For the most common cases, Godot provides ready to use materials for most types of shaders, such as SpatialMaterial, CanvasItemMaterial and ParticlesMaterial (@TODO link to tutorials/classes). They are flexible implementations that cover most use cases.

Shader materials allow writing a custom shader directly, for maximum flexibility. Examples of this are:

  • Create procedural textures.
  • Create complex texture blendings.
  • Create animated materials, or materials that change with time.
  • Create refractive effects or other advanced effects.
  • Create special lighting shaders for more exotic materials.
  • Animate vertices, like tree leaves or grass.
  • Create custom particle code, that responds to baked animations or force fields.
  • And much more!

Traditionally, most engines will ask you to learn GLSL, HLSL or CG, which are pretty complex for the skillset of most artists.
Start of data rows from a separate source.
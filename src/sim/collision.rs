//! Axis-aligned collision detection and response
//!
//! Everything here is discrete: boxes are tested where they are after a step,
//! never swept. A body falling faster than a landing band per step can pass
//! through a thin platform.

use glam::Vec2;
use serde::{Deserialize, Serialize};

use super::body::Body;
use crate::consts::{BUMP_MARGIN, BUMP_TOLERANCE};

/// Axis-aligned bounding box (top-left origin)
#[derive(Debug, Clone, Copy, PartialEq, Serialize, Deserialize)]
pub struct Aabb {
    pub pos: Vec2,
    pub size: Vec2,
}

impl Aabb {
    pub fn new(pos: Vec2, size: Vec2) -> Self {
        debug_assert!(size.x >= 0.0 && size.y >= 0.0, "malformed box {size:?}");
        Self { pos, size }
    }

    pub fn from_xywh(x: f32, y: f32, w: f32, h: f32) -> Self {
        Self::new(Vec2::new(x, y), Vec2::new(w, h))
    }

    #[inline]
    pub fn left(&self) -> f32 {
        self.pos.x
    }

    #[inline]
    pub fn right(&self) -> f32 {
        self.pos.x + self.size.x
    }

    #[inline]
    pub fn top(&self) -> f32 {
        self.pos.y
    }

    #[inline]
    pub fn bottom(&self) -> f32 {
        self.pos.y + self.size.y
    }

    /// Strict overlap: boxes sharing only an edge do not overlap
    #[inline]
    pub fn overlaps(&self, other: &Aabb) -> bool {
        overlaps(self, other)
    }
}

/// True iff the boxes intersect with positive area
#[inline]
pub fn overlaps(a: &Aabb, b: &Aabb) -> bool {
    a.left() < b.right() && a.right() > b.left() && a.top() < b.bottom() && a.bottom() > b.top()
}

/// Strict horizontal overlap only
#[inline]
pub fn overlaps_x(a: &Aabb, b: &Aabb) -> bool {
    a.left() < b.right() && a.right() > b.left()
}

/// Snap a falling body onto a platform top.
///
/// Applies when the body is not rising, overlaps the platform horizontally and
/// its bottom edge lies within `tolerance` below the platform top. Returns
/// true when the body landed (bottom == top, `vel.y == 0`).
pub fn land_on_platform(body: &mut Body, platform: &Aabb, tolerance: f32) -> bool {
    if body.vel.y < 0.0 || !overlaps_x(&body.aabb(), platform) {
        return false;
    }
    let bottom = body.bottom();
    if bottom >= platform.top() && bottom <= platform.top() + tolerance {
        body.pos.y = platform.top() - body.size.y;
        body.vel.y = 0.0;
        return true;
    }
    false
}

/// Snap a body that sank below a ground line back onto it.
///
/// `depth` bounds how far below the line a body may be and still be caught;
/// anything deeper has already fallen past the ground (through a pit).
pub fn land_on_ground(body: &mut Body, ground_y: f32, depth: f32) -> bool {
    let bottom = body.bottom();
    if bottom > ground_y && bottom <= ground_y + depth {
        body.pos.y = ground_y - body.size.y;
        body.vel.y = 0.0;
        return true;
    }
    false
}

/// How a rising mover meets a block from underneath
#[derive(Debug, Clone, Copy, PartialEq, Eq)]
pub enum BlockContact {
    /// No overlap
    None,
    /// Rising head hit within the underside midsection
    Bump,
    /// Overlap within the midsection that is not a bump
    Midsection,
    /// Overlap at the left/right margins (top or side contact)
    Margin,
}

/// Classify an overlap between a mover and a block
pub fn classify_block_contact(mover: &Aabb, vel_y: f32, block: &Aabb) -> BlockContact {
    if !overlaps(mover, block) {
        return BlockContact::None;
    }
    let in_midsection =
        mover.right() > block.left() + BUMP_MARGIN && mover.left() < block.right() - BUMP_MARGIN;
    if !in_midsection {
        return BlockContact::Margin;
    }
    if vel_y < 0.0 && mover.top() > block.bottom() - BUMP_TOLERANCE {
        BlockContact::Bump
    } else {
        BlockContact::Midsection
    }
}

/// Player-versus-enemy contact kind
#[derive(Debug, Clone, Copy, PartialEq, Eq)]
pub enum Contact {
    None,
    /// Player falling onto the enemy's upper half
    Stomp,
    /// Any other overlap
    Side,
}

/// Classify player/enemy contact.
///
/// A stomp needs the player moving down with its bottom edge above the enemy's
/// mid-height. One rule for every enemy kind keeps tie-breaks consistent.
pub fn classify_contact(player: &Aabb, player_vel_y: f32, enemy: &Aabb) -> Contact {
    if !overlaps(player, enemy) {
        return Contact::None;
    }
    if player_vel_y > 0.0 && player.bottom() < enemy.top() + enemy.size.y * 0.5 {
        Contact::Stomp
    } else {
        Contact::Side
    }
}

#[cfg(test)]
mod tests {
    use super::*;

    #[test]
    fn test_touching_edges_do_not_overlap() {
        let a = Aabb::from_xywh(0.0, 0.0, 10.0, 10.0);
        let right = Aabb::from_xywh(10.0, 0.0, 10.0, 10.0);
        let below = Aabb::from_xywh(0.0, 10.0, 10.0, 10.0);
        assert!(!overlaps(&a, &right));
        assert!(!overlaps(&a, &below));
        assert!(overlaps(&a, &Aabb::from_xywh(9.9, 9.9, 5.0, 5.0)));
    }

    #[test]
    fn test_landing_within_band() {
        let platform = Aabb::from_xywh(100.0, 200.0, 32.0, 32.0);
        let mut body = Body::new(100.0, 165.0, 40.0, 40.0);
        body.vel.y = 120.0;
        assert!(land_on_platform(&mut body, &platform, 20.0));
        assert_eq!(body.bottom(), 200.0);
        assert_eq!(body.vel.y, 0.0);
    }

    #[test]
    fn test_landing_ignores_rising_and_deep_bodies() {
        let platform = Aabb::from_xywh(100.0, 200.0, 32.0, 32.0);

        let mut rising = Body::new(100.0, 165.0, 40.0, 40.0);
        rising.vel.y = -50.0;
        assert!(!land_on_platform(&mut rising, &platform, 20.0));

        let mut deep = Body::new(100.0, 190.0, 40.0, 40.0);
        deep.vel.y = 50.0;
        assert!(!land_on_platform(&mut deep, &platform, 20.0));
    }

    #[test]
    fn test_landing_is_idempotent_at_rest() {
        let platform = Aabb::from_xywh(0.0, 200.0, 64.0, 32.0);
        let mut body = Body::new(10.0, 160.0, 40.0, 40.0);
        for _ in 0..10 {
            body.apply_gravity(1500.0, crate::consts::SIM_DT);
            body.integrate(crate::consts::SIM_DT);
            assert!(land_on_platform(&mut body, &platform, 20.0));
            assert_eq!(body.pos.y, 160.0);
        }
    }

    #[test]
    fn test_ground_depth_limit() {
        let mut body = Body::new(0.0, 365.0, 40.0, 40.0);
        assert!(land_on_ground(&mut body, 400.0, 48.0));
        assert_eq!(body.pos.y, 360.0);

        let mut fallen = Body::new(0.0, 420.0, 40.0, 40.0);
        assert!(!land_on_ground(&mut fallen, 400.0, 48.0));
    }

    #[test]
    fn test_block_contact_zones() {
        let block = Aabb::from_xywh(100.0, 200.0, 32.0, 32.0);
        let head = Aabb::from_xywh(96.0, 225.0, 40.0, 40.0);
        assert_eq!(classify_block_contact(&head, -300.0, &block), BlockContact::Bump);
        assert_eq!(classify_block_contact(&head, 10.0, &block), BlockContact::Midsection);

        // Only 3px of horizontal overlap: inside the margin
        let edge = Aabb::from_xywh(63.0, 225.0, 40.0, 40.0);
        assert_eq!(classify_block_contact(&edge, -300.0, &block), BlockContact::Margin);

        let apart = Aabb::from_xywh(0.0, 0.0, 10.0, 10.0);
        assert_eq!(classify_block_contact(&apart, -300.0, &block), BlockContact::None);
    }

    #[test]
    fn test_classify_contact() {
        let enemy = Aabb::from_xywh(100.0, 360.0, 40.0, 40.0);

        let above = Aabb::from_xywh(100.0, 325.0, 40.0, 40.0);
        assert_eq!(classify_contact(&above, 200.0, &enemy), Contact::Stomp);
        // Same overlap but rising: side hit
        assert_eq!(classify_contact(&above, -200.0, &enemy), Contact::Side);

        let beside = Aabb::from_xywh(70.0, 360.0, 40.0, 40.0);
        assert_eq!(classify_contact(&beside, 200.0, &enemy), Contact::Side);

        let apart = Aabb::from_xywh(0.0, 0.0, 40.0, 40.0);
        assert_eq!(classify_contact(&apart, 200.0, &enemy), Contact::None);
    }
}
Godot uses a simplified version of a shader language that will detect errors as you type, so you can see your edited shaders in real-time. Additionally, it is possible to edit shaders using a visual, node-based graph editor.

Creating a ShaderMaterial

Create a new ShaderMaterial in some object of your choice. Go to the “Material” property and create a ShaderMaterial.


Edit the newly created shader, and the shader editor will open:


Converting to ShaderMaterial

It is possible to convert from SpatialMaterial, CanvasItemMaterial and ParticlesMaterial to ShaderMaterial. To do this go to the material properties and enable the convert option.